Segment Open

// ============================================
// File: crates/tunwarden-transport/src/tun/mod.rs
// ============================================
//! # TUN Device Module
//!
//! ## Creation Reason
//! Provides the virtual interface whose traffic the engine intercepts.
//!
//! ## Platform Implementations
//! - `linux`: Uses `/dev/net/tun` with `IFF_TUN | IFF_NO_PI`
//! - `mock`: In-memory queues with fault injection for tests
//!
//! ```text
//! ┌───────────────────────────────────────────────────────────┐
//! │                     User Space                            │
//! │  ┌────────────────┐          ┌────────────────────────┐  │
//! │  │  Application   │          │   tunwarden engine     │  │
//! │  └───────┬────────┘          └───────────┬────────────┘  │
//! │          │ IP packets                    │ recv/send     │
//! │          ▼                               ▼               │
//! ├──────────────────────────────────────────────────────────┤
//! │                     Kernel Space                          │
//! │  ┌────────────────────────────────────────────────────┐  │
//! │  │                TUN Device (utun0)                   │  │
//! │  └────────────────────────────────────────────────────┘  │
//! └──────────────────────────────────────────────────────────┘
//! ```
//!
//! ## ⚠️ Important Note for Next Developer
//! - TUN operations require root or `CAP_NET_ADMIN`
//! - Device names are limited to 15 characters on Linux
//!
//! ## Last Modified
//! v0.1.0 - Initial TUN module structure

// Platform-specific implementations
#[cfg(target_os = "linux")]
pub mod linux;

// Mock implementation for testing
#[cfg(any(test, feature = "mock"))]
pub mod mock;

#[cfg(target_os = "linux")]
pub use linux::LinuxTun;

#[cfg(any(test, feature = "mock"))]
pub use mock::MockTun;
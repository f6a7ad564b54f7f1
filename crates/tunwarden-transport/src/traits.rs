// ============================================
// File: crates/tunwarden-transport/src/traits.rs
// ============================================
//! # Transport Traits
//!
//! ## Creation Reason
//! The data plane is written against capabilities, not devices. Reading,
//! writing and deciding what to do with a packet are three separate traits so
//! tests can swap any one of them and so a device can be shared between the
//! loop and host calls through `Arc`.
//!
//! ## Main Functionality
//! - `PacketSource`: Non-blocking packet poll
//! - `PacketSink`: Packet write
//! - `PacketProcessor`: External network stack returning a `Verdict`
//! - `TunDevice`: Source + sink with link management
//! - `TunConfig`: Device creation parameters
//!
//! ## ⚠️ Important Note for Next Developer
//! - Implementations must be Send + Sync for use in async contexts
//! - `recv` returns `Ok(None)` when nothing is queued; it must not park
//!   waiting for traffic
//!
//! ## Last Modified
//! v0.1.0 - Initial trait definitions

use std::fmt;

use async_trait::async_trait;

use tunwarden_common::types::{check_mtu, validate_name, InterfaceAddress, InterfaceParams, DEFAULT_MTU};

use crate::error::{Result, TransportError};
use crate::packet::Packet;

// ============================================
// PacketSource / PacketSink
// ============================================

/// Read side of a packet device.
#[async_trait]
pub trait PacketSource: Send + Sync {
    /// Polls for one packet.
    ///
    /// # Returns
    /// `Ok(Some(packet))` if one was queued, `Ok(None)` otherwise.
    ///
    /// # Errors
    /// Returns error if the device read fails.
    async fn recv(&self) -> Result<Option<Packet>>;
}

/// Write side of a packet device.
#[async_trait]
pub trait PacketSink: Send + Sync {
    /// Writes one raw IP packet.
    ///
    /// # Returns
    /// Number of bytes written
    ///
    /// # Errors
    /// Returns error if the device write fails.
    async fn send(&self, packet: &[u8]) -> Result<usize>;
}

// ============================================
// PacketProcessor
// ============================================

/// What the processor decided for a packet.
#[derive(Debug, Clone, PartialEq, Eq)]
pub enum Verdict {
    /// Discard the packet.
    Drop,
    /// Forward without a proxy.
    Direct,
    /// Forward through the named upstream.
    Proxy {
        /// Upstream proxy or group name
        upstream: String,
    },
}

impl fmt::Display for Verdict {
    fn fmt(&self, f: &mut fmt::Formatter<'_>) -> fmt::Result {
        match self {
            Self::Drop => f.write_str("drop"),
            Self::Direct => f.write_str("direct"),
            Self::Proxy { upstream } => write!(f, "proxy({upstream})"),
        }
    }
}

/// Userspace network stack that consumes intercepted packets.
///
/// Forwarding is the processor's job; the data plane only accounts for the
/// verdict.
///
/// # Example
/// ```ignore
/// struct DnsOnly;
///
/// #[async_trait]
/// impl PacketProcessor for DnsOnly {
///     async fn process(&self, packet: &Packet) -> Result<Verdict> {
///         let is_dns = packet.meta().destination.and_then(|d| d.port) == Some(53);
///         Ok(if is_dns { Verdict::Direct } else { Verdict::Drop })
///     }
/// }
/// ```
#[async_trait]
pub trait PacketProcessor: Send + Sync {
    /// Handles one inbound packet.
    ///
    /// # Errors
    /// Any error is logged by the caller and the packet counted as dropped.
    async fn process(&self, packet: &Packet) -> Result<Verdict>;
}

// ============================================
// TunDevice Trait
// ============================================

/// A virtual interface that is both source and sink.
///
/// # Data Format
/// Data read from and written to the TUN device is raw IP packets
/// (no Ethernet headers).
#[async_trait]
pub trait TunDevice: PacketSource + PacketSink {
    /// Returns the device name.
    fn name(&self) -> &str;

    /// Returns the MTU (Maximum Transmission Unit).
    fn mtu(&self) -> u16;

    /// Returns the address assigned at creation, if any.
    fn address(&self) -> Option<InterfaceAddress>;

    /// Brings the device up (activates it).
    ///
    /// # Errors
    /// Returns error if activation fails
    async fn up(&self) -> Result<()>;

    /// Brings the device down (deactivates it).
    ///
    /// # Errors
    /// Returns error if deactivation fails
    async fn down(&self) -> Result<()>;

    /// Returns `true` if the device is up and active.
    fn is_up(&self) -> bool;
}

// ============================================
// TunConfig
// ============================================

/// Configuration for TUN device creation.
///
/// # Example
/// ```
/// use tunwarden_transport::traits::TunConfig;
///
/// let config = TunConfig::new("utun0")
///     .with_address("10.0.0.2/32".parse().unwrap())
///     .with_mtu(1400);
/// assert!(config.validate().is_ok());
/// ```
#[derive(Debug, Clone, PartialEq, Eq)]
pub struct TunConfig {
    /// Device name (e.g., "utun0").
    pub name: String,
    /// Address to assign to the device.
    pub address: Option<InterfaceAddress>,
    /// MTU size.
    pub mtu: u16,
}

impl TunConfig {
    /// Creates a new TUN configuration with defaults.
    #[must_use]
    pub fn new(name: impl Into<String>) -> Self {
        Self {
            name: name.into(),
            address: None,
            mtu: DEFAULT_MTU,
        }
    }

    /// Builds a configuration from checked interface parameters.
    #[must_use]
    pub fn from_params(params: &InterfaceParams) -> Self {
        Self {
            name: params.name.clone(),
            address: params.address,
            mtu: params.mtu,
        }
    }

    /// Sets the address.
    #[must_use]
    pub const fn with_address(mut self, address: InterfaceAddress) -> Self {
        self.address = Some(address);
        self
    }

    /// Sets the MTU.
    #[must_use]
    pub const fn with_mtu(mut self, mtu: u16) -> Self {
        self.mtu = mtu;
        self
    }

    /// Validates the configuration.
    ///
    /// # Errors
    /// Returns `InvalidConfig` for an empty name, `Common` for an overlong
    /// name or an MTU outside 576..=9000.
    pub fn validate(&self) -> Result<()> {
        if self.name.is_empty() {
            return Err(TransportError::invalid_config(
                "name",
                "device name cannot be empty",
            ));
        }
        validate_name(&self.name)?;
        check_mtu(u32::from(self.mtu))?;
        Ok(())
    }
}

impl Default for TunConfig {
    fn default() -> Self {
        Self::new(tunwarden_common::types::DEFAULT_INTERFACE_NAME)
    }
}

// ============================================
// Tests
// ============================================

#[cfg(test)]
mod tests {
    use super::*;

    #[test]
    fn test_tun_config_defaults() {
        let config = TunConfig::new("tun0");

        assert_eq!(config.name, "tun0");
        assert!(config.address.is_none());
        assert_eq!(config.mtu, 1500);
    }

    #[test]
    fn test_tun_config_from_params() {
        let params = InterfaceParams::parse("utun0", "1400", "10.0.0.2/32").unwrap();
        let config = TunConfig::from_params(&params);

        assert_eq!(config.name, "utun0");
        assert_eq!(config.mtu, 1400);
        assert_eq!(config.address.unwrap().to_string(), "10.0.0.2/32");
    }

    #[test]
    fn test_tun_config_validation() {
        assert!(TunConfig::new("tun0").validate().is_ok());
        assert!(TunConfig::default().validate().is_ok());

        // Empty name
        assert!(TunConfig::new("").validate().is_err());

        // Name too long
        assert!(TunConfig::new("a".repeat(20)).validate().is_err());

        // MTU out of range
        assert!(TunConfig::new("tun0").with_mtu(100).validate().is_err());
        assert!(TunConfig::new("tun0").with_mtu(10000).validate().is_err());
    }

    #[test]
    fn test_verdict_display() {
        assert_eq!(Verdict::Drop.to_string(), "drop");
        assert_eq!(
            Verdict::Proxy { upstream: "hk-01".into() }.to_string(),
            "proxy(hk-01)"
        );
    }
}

Segment Closed

EXERCISE PROMPT
Scan the entries above for the word "through" and collect each line holding it.

REPLY
//! loop and host calls through `Arc`.
    /// Forward through the named upstream.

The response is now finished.